Hacker News new | ask | show | jobs
by HeraldEmbar 2445 days ago
> Artifact had in effect a perfectly reasonable economic model, but players did not see it that way.

CCG player stockholm syndrome is why we can't have nice things.

4 comments

>> Artifact had in effect a perfectly reasonable economic model, but players did not see it that way.

I don't think it really did though. Artifact took Magic the Gathering's payment model verbatim (pay for a starter set, pay for booster packs, pay for entrance any activities where you might win more cards) but removed the thing that makes that work for Magic the Gathering: face to face interaction with other human beings at your Local Game Store. If we compare it vs. it's more direct competition (digital CCGs) it's a worse proposition for the average non/low spending player, but even if we do the kindest thing and compare it against what it's directly copying it's still a strictly worse deal.

It's easier to pay for a physical product, especially one where you can employ the doctrine of first sale and reuse them in any way you choose.

With Artifact you couldn't even sell your deck without paying Valve again. Fuck. That. Card games are already expensive, you didn't need to make it worse.

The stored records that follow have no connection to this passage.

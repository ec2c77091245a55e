//! Shrink-to-fit width analysis.
//!
//! The minimum width is the widest unbreakable unit (or float); the maximum
//! is the widest stretch of content between forced breaks laid out on an
//! infinitely wide line, with floats added alongside the in-flow content.

use paragraph_common::{Fixed, Result};
use paragraph_content::{ContentId, ContentModel};
use serde::Serialize;

use crate::client::ParagraphClient;
use crate::segment::{BreakTable, Cursor, Step, Walker, measure_unit};

/// Minimum and maximum preferred widths of a paragraph, in pixels.
#[derive(Debug, Clone, Copy, Default, PartialEq, Eq, Hash, Serialize)]
pub struct MinMaxWidth {
    /// Narrowest width the content can be laid out in without overflowing.
    pub min: u32,
    /// Width the content takes when no soft break is ever used.
    pub max: u32,
}

pub(crate) fn min_max_width<C: ParagraphClient>(
    client: &C,
    content: &ContentModel<C::Style, C::Text, C::Handle>,
    breaks: &BreakTable,
) -> Result<MinMaxWidth> {
    let walker = Walker::new(content, breaks);
    let mut cursor = Cursor::start(content);
    let mut min = Fixed::ZERO;
    let mut max = Fixed::ZERO;
    // Running width of the current forced-break segment, with and without
    // the last unit's hanging white space.
    let mut line = Fixed::ZERO;
    let mut line_fit = Fixed::ZERO;

    while let Some((step, next)) = walker.next_step(cursor)? {
        match step {
            Step::Float(id) => {
                let width = float_width(client, &walker, id)?;
                min = min.max(width);
                line += width;
                line_fit = line;
            }
            Step::Unit(unit) => {
                let measured = measure_unit(client, &walker, &unit)?;
                if measured.visible {
                    min = min.max(measured.fit);
                    line_fit = line + measured.fit;
                    line += measured.width;
                }
                for id in &unit.floats {
                    let width = float_width(client, &walker, *id)?;
                    min = min.max(width);
                    line += width;
                    line_fit += width;
                }
                if unit.forced {
                    max = max.max(line_fit);
                    line = Fixed::ZERO;
                    line_fit = Fixed::ZERO;
                }
            }
        }
        cursor = next;
    }
    max = max.max(line_fit);

    Ok(MinMaxWidth {
        min: min.to_px(),
        max: max.to_px(),
    })
}

fn float_width<C: ParagraphClient>(
    client: &C,
    walker: &Walker<'_, C::Style, C::Text, C::Handle>,
    id: ContentId,
) -> Result<Fixed> {
    let entry = walker.entry(id)?;
    Ok(Fixed::from_px(
        client.measure_float(entry.handle(), entry.style())?,
    ))
}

Yeah, I think this is one of the biggest points: they were marketing to the wrong demographic. Dota players like to laugh at League players for having to buy heros, so even if a competitive deck is only $200 which is really good compared to other CCGs, that price is super high to a video game player steeped in the philosophy that "mtx should be cosmetic only, anything else is pay to win."
On the other hand, look at the article's point 7: the economic model was fundamentally flawed through oppressive transaction fees plus a conception of cards as both valuable (resale) and free (via card rewards).

Players don't see a game's economic model in its ideal state, they see the economic model as implemented.

I don't think the economic model is why Artifact failed. The reason Artifact failed is that it's not fun.
Well, I for one didn't want to pay $20 to get a game i might not like where I have to pay ~~$100ish to test-out a deck I might end up not liking.

Seriously, when compared to Hearthstone (biggest, well establish competitor) free to try, can grind the cards, side modes, single player 'adventure' expansions etc. Valve throws Artifact as competition, unpolished product that wants your money upfront.

Valve needs to unstuck their head from the rearend, cuz they are no longer beloved internet darling.